# <span style="color:darkblue;">[LDATS2350] - DATA MINING</span>

### <span style="color:darkred;">Python01 - Numpy library</span>

**Prof. Robin Robin Van Oirbeek **  

---

**<span style="color:darkgreen;">Guillaume Deside</span>** (<span style="color:gray;">guillaume.deside@uclouvain.be</span>)  

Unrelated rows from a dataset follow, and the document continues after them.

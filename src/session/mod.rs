//! # Capture Session Module
//!
//! The run loop that ties telemetry, trigger, and camera together for the
//! duration of one mission.
//!
//! This module handles:
//! - The fixed-interval poll loop (one telemetry poll per tick)
//! - Feeding snapshots to the capture trigger
//! - Synchronous capture + download when a capture event fires
//! - Best-effort capture: a failed photo never halts mission monitoring
//! - End-of-mission policy: stop signal, or link lost twice in a row

use crate::camera::{CameraDriver, CapturedImage};
use crate::error::Result;
use crate::telemetry::TelemetrySource;
use crate::trigger::{CaptureEvent, CaptureTrigger};
use std::path::PathBuf;
use std::time::Duration;
use tokio::sync::watch;
use tokio::time::{interval, MissedTickBehavior};
use tracing::{debug, error, info, warn};

/// Consecutive link losses that end the session.
///
/// A single loss is tolerated (the poll may race a reconnecting transport);
/// repeated loss is treated as end-of-mission rather than retried forever.
pub const MAX_CONSECUTIVE_LINK_LOSSES: u32 = 2;

/// Per-session settings, resolved from configuration.
#[derive(Debug, Clone)]
pub struct SessionSettings {
    /// Fixed tick interval of the poll loop
    pub poll_interval: Duration,
    /// Local capture directory images are downloaded into
    pub output_dir: PathBuf,
}

/// Why the session ended.
#[derive(Debug, Clone, Copy, PartialEq, Eq)]
pub enum SessionEnd {
    /// External stop signal (e.g. Ctrl+C)
    Stopped,
    /// Link lost on consecutive polls; treated as end-of-mission
    LinkLost,
}

/// What happened on one tick of the loop.
#[derive(Debug, Clone, Copy, PartialEq, Eq)]
pub enum TickOutcome {
    /// No capture condition fired
    Idle,
    /// A capture event fired and the image was stored
    Captured,
    /// A capture event fired but capture or download failed; recovered
    CaptureFailed,
    /// Telemetry poll failed; carries the consecutive-loss count
    LinkLost(u32),
}

/// Outcome of a completed session.
#[derive(Debug)]
pub struct SessionSummary {
    /// Why the loop terminated
    pub end: SessionEnd,
    /// Total ticks completed
    pub ticks: u64,
    /// Every image stored this session, in capture order
    pub images: Vec<CapturedImage>,
}

/// Capture session orchestrator.
///
/// Owns the telemetry source, the trigger state, and the camera for one
/// mission run. Single logical thread of control: each tick performs one
/// telemetry poll and at most one capture + download pair before the next
/// tick begins, so nothing else ever touches the trigger state.
pub struct CaptureSession<T: TelemetrySource, C: CameraDriver> {
    telemetry: T,
    camera: C,
    trigger: CaptureTrigger,
    settings: SessionSettings,
    images: Vec<CapturedImage>,
    ticks: u64,
    consecutive_link_losses: u32,
}

impl<T: TelemetrySource, C: CameraDriver> CaptureSession<T, C> {
    /// Creates a session with the trigger in its start state.
    pub fn new(telemetry: T, camera: C, settings: SessionSettings) -> Self {
        Self {
            telemetry,
            camera,
            trigger: CaptureTrigger::new(),
            settings,
            images: Vec::new(),
            ticks: 0,
            consecutive_link_losses: 0,
        }
    }

    /// Ticks completed so far.
    #[must_use]
    pub fn ticks(&self) -> u64 {
        self.ticks
    }

    /// Images stored so far, in capture order.
    #[must_use]
    pub fn images(&self) -> &[CapturedImage] {
        &self.images
    }

    /// Performs one tick: poll telemetry, feed the trigger, capture if a
    /// capture event fired.
    ///
    /// Capture failures are logged and absorbed here; only the telemetry
    /// outcome is reflected in the returned [`TickOutcome`] loss counter.
    pub async fn tick(&mut self) -> TickOutcome {
        self.ticks += 1;

        let snapshot = match self.telemetry.poll() {
            Ok(snapshot) => {
                self.consecutive_link_losses = 0;
                snapshot
            }
            Err(err) => {
                self.consecutive_link_losses += 1;
                warn!(
                    "Telemetry poll failed ({} consecutive): {}",
                    self.consecutive_link_losses, err
                );
                return TickOutcome::LinkLost(self.consecutive_link_losses);
            }
        };

        debug!("Tick {}: flight mode {}", self.ticks, snapshot.flight_mode);

        let Some(event) = self.trigger.observe(&snapshot) else {
            return TickOutcome::Idle;
        };

        info!(
            "Capture #{} triggered ({})",
            event.sequence_number, event.trigger_reason
        );

        // Best-effort: a missed photo must never halt mission monitoring.
        match self.capture_image(&event).await {
            Ok(image) => {
                info!(
                    "Capture #{} stored at {}",
                    event.sequence_number,
                    image.path.display()
                );
                self.images.push(image);
                TickOutcome::Captured
            }
            Err(err) => {
                warn!(
                    "Capture #{} failed ({}); mission monitoring continues",
                    event.sequence_number, err
                );
                TickOutcome::CaptureFailed
            }
        }
    }

    async fn capture_image(&mut self, event: &CaptureEvent) -> Result<CapturedImage> {
        let handle = self.camera.capture().await?;
        self.camera
            .download(&handle, &self.settings.output_dir, event.sequence_number)
            .await
    }

    /// Runs the poll loop until the stop signal fires or the link is lost
    /// twice in a row.
    ///
    /// The stop signal only prevents the next tick from starting; a capture
    /// or download already in flight runs to completion or timeout.
    pub async fn run(mut self, mut stop: watch::Receiver<bool>) -> SessionSummary {
        info!(
            "Capture session started (poll interval {:?}, capture dir {})",
            self.settings.poll_interval,
            self.settings.output_dir.display()
        );

        let mut ticker = interval(self.settings.poll_interval);
        ticker.set_missed_tick_behavior(MissedTickBehavior::Delay);

        let end = loop {
            tokio::select! {
                _ = ticker.tick() => {
                    if let TickOutcome::LinkLost(losses) = self.tick().await {
                        if losses >= MAX_CONSECUTIVE_LINK_LOSSES {
                            error!(
                                "Link lost {} times in a row; treating as end of mission",
                                losses
                            );
                            break SessionEnd::LinkLost;
                        }
                    }
                }
                changed = stop.changed() => {
                    // A dropped sender counts as a stop request too.
                    if changed.is_err() || *stop.borrow() {
                        info!("Stop requested, ending session");
                        break SessionEnd::Stopped;
                    }
                }
            }
        };

        info!(
            "Capture session ended after {} ticks with {} images ({:?})",
            self.ticks,
            self.images.len(),
            end
        );

        SessionSummary {
            end,
            ticks: self.ticks,
            images: self.images,
        }
    }
}

#[cfg(test)]
mod tests {
    use super::*;
    use crate::camera::{CaptureHandle, SimulatedCamera};
    use crate::error::AeromapError;
    use crate::telemetry::watcher::MockTelemetrySource;
    use crate::telemetry::{FlightMode, TelemetrySnapshot};
    use async_trait::async_trait;
    use std::collections::VecDeque;
    use std::path::Path;
    use std::sync::{Arc, Mutex};
    use tempfile::tempdir;

    /// Telemetry source scripted from a fixed list of poll results.
    fn scripted_telemetry(
        script: Vec<std::result::Result<FlightMode, ()>>,
    ) -> MockTelemetrySource {
        let queue = Arc::new(Mutex::new(VecDeque::from(script)));
        let mut source = MockTelemetrySource::new();
        source.expect_poll().returning(move || {
            match queue.lock().unwrap().pop_front() {
                Some(Ok(mode)) => Ok(TelemetrySnapshot::new(mode)),
                Some(Err(())) | None => Err(AeromapError::LinkLost),
            }
        });
        source
    }

    /// Camera that fails the shutter on selected capture attempts and
    /// otherwise behaves like the simulator.
    struct FlakyCamera {
        inner: SimulatedCamera,
        fail_on_attempts: Vec<u64>,
        attempts: u64,
    }

    impl FlakyCamera {
        fn new(fail_on_attempts: Vec<u64>) -> Self {
            Self {
                inner: SimulatedCamera::new(None),
                fail_on_attempts,
                attempts: 0,
            }
        }
    }

    #[async_trait]
    impl CameraDriver for FlakyCamera {
        async fn capture(&mut self) -> Result<CaptureHandle> {
            self.attempts += 1;
            if self.fail_on_attempts.contains(&self.attempts) {
                return Err(AeromapError::CaptureTimeout(
                    "injected shutter timeout".to_string(),
                ));
            }
            self.inner.capture().await
        }

        async fn download(
            &mut self,
            handle: &CaptureHandle,
            output_dir: &Path,
            sequence_number: u64,
        ) -> Result<CapturedImage> {
            self.inner.download(handle, output_dir, sequence_number).await
        }
    }

    fn settings(dir: &Path) -> SessionSettings {
        SessionSettings {
            poll_interval: Duration::from_millis(1),
            output_dir: dir.to_path_buf(),
        }
    }

    #[tokio::test]
    async fn test_mission_scenario_captures_on_each_auto_entry() {
        // MANUAL, MANUAL, AUTO, AUTO, AUTO, MANUAL, AUTO -> captures on
        // ticks 3 and 7 with sequence numbers 1 and 2.
        let dir = tempdir().unwrap();
        let telemetry = scripted_telemetry(vec![
            Ok(FlightMode::Manual),
            Ok(FlightMode::Manual),
            Ok(FlightMode::Auto),
            Ok(FlightMode::Auto),
            Ok(FlightMode::Auto),
            Ok(FlightMode::Manual),
            Ok(FlightMode::Auto),
        ]);
        let mut session =
            CaptureSession::new(telemetry, SimulatedCamera::new(None), settings(dir.path()));

        let mut outcomes = Vec::new();
        for _ in 0..7 {
            outcomes.push(session.tick().await);
        }

        assert_eq!(
            outcomes,
            vec![
                TickOutcome::Idle,
                TickOutcome::Idle,
                TickOutcome::Captured,
                TickOutcome::Idle,
                TickOutcome::Idle,
                TickOutcome::Idle,
                TickOutcome::Captured,
            ]
        );
        let sequences: Vec<u64> = session.images().iter().map(|i| i.sequence_number).collect();
        assert_eq!(sequences, vec![1, 2]);
    }

    #[tokio::test]
    async fn test_capture_failure_does_not_end_the_run() {
        // Capture fires on tick 5 and times out; all 10 ticks still complete.
        let dir = tempdir().unwrap();
        let mut script = vec![Ok(FlightMode::Manual); 4];
        script.push(Ok(FlightMode::Auto));
        script.extend(vec![Ok(FlightMode::Auto); 5]);
        let telemetry = scripted_telemetry(script);
        let camera = FlakyCamera::new(vec![1]);
        let mut session = CaptureSession::new(telemetry, camera, settings(dir.path()));

        let mut outcomes = Vec::new();
        for _ in 0..10 {
            outcomes.push(session.tick().await);
        }

        assert_eq!(session.ticks(), 10);
        assert_eq!(outcomes[4], TickOutcome::CaptureFailed);
        assert!(outcomes[5..].iter().all(|o| *o == TickOutcome::Idle));
        assert!(session.images().is_empty());
    }

    #[tokio::test]
    async fn test_failed_capture_consumes_the_event() {
        // The event for an AUTO entry is consumed even when capture fails;
        // sustained AUTO afterwards must not retry it.
        let dir = tempdir().unwrap();
        let telemetry = scripted_telemetry(vec![
            Ok(FlightMode::Auto),
            Ok(FlightMode::Auto),
            Ok(FlightMode::Manual),
            Ok(FlightMode::Auto),
        ]);
        let camera = FlakyCamera::new(vec![1]);
        let mut session = CaptureSession::new(telemetry, camera, settings(dir.path()));

        assert_eq!(session.tick().await, TickOutcome::CaptureFailed);
        assert_eq!(session.tick().await, TickOutcome::Idle);
        assert_eq!(session.tick().await, TickOutcome::Idle);
        // The next AUTO entry gets the next sequence number.
        assert_eq!(session.tick().await, TickOutcome::Captured);
        assert_eq!(session.images()[0].sequence_number, 2);
    }

    #[tokio::test]
    async fn test_single_link_loss_is_tolerated() {
        let dir = tempdir().unwrap();
        let telemetry = scripted_telemetry(vec![
            Ok(FlightMode::Manual),
            Err(()),
            Ok(FlightMode::Manual),
            Err(()),
            Ok(FlightMode::Manual),
        ]);
        let mut session =
            CaptureSession::new(telemetry, SimulatedCamera::new(None), settings(dir.path()));

        assert_eq!(session.tick().await, TickOutcome::Idle);
        assert_eq!(session.tick().await, TickOutcome::LinkLost(1));
        // A successful poll resets the loss counter.
        assert_eq!(session.tick().await, TickOutcome::Idle);
        assert_eq!(session.tick().await, TickOutcome::LinkLost(1));
        assert_eq!(session.tick().await, TickOutcome::Idle);
    }

    #[tokio::test]
    async fn test_run_ends_after_two_consecutive_link_losses() {
        let dir = tempdir().unwrap();
        let telemetry = scripted_telemetry(vec![Ok(FlightMode::Manual), Err(()), Err(())]);
        let session =
            CaptureSession::new(telemetry, SimulatedCamera::new(None), settings(dir.path()));

        let (_stop_tx, stop_rx) = watch::channel(false);
        let summary = session.run(stop_rx).await;

        assert_eq!(summary.end, SessionEnd::LinkLost);
        assert_eq!(summary.ticks, 3);
        assert!(summary.images.is_empty());
    }

    #[tokio::test]
    async fn test_run_stops_on_signal() {
        let dir = tempdir().unwrap();
        let polls = Arc::new(Mutex::new(0u64));
        let mut telemetry = MockTelemetrySource::new();
        let poll_counter = Arc::clone(&polls);
        telemetry.expect_poll().returning(move || {
            *poll_counter.lock().unwrap() += 1;
            Ok(TelemetrySnapshot::new(FlightMode::Manual))
        });
        let session =
            CaptureSession::new(telemetry, SimulatedCamera::new(None), settings(dir.path()));

        let (stop_tx, stop_rx) = watch::channel(false);
        let run = tokio::spawn(session.run(stop_rx));
        tokio::time::sleep(Duration::from_millis(20)).await;
        stop_tx.send(true).unwrap();

        let summary = run.await.unwrap();
        assert_eq!(summary.end, SessionEnd::Stopped);
        assert!(summary.ticks >= 1);
    }

    #[tokio::test]
    async fn test_run_treats_dropped_stop_sender_as_stop() {
        let dir = tempdir().unwrap();
        let mut telemetry = MockTelemetrySource::new();
        telemetry
            .expect_poll()
            .returning(|| Ok(TelemetrySnapshot::new(FlightMode::Manual)));
        let session =
            CaptureSession::new(telemetry, SimulatedCamera::new(None), settings(dir.path()));

        let (stop_tx, stop_rx) = watch::channel(false);
        drop(stop_tx);
        let summary = session.run(stop_rx).await;
        assert_eq!(summary.end, SessionEnd::Stopped);
    }
}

### **NumPy: The Core Library for Scientific Computing in Python**

**NumPy** (short for *Numerical Python*) is a foundational library in Python that provides support for efficient numerical computations and is widely used in data science, machine learning, and scientific research. At its core, it offers a **high-performance multidimensional array object** along with a suite of tools for manipulating these arrays.

---

### **Key Features of NumPy**
1. **Efficient Multidimensional Arrays**:  
   - NumPy provides the `ndarray` object, which allows storage and manipulation of data in multiple dimensions (1D, 2D, 3D, etc.) with superior performance compared to Python lists.  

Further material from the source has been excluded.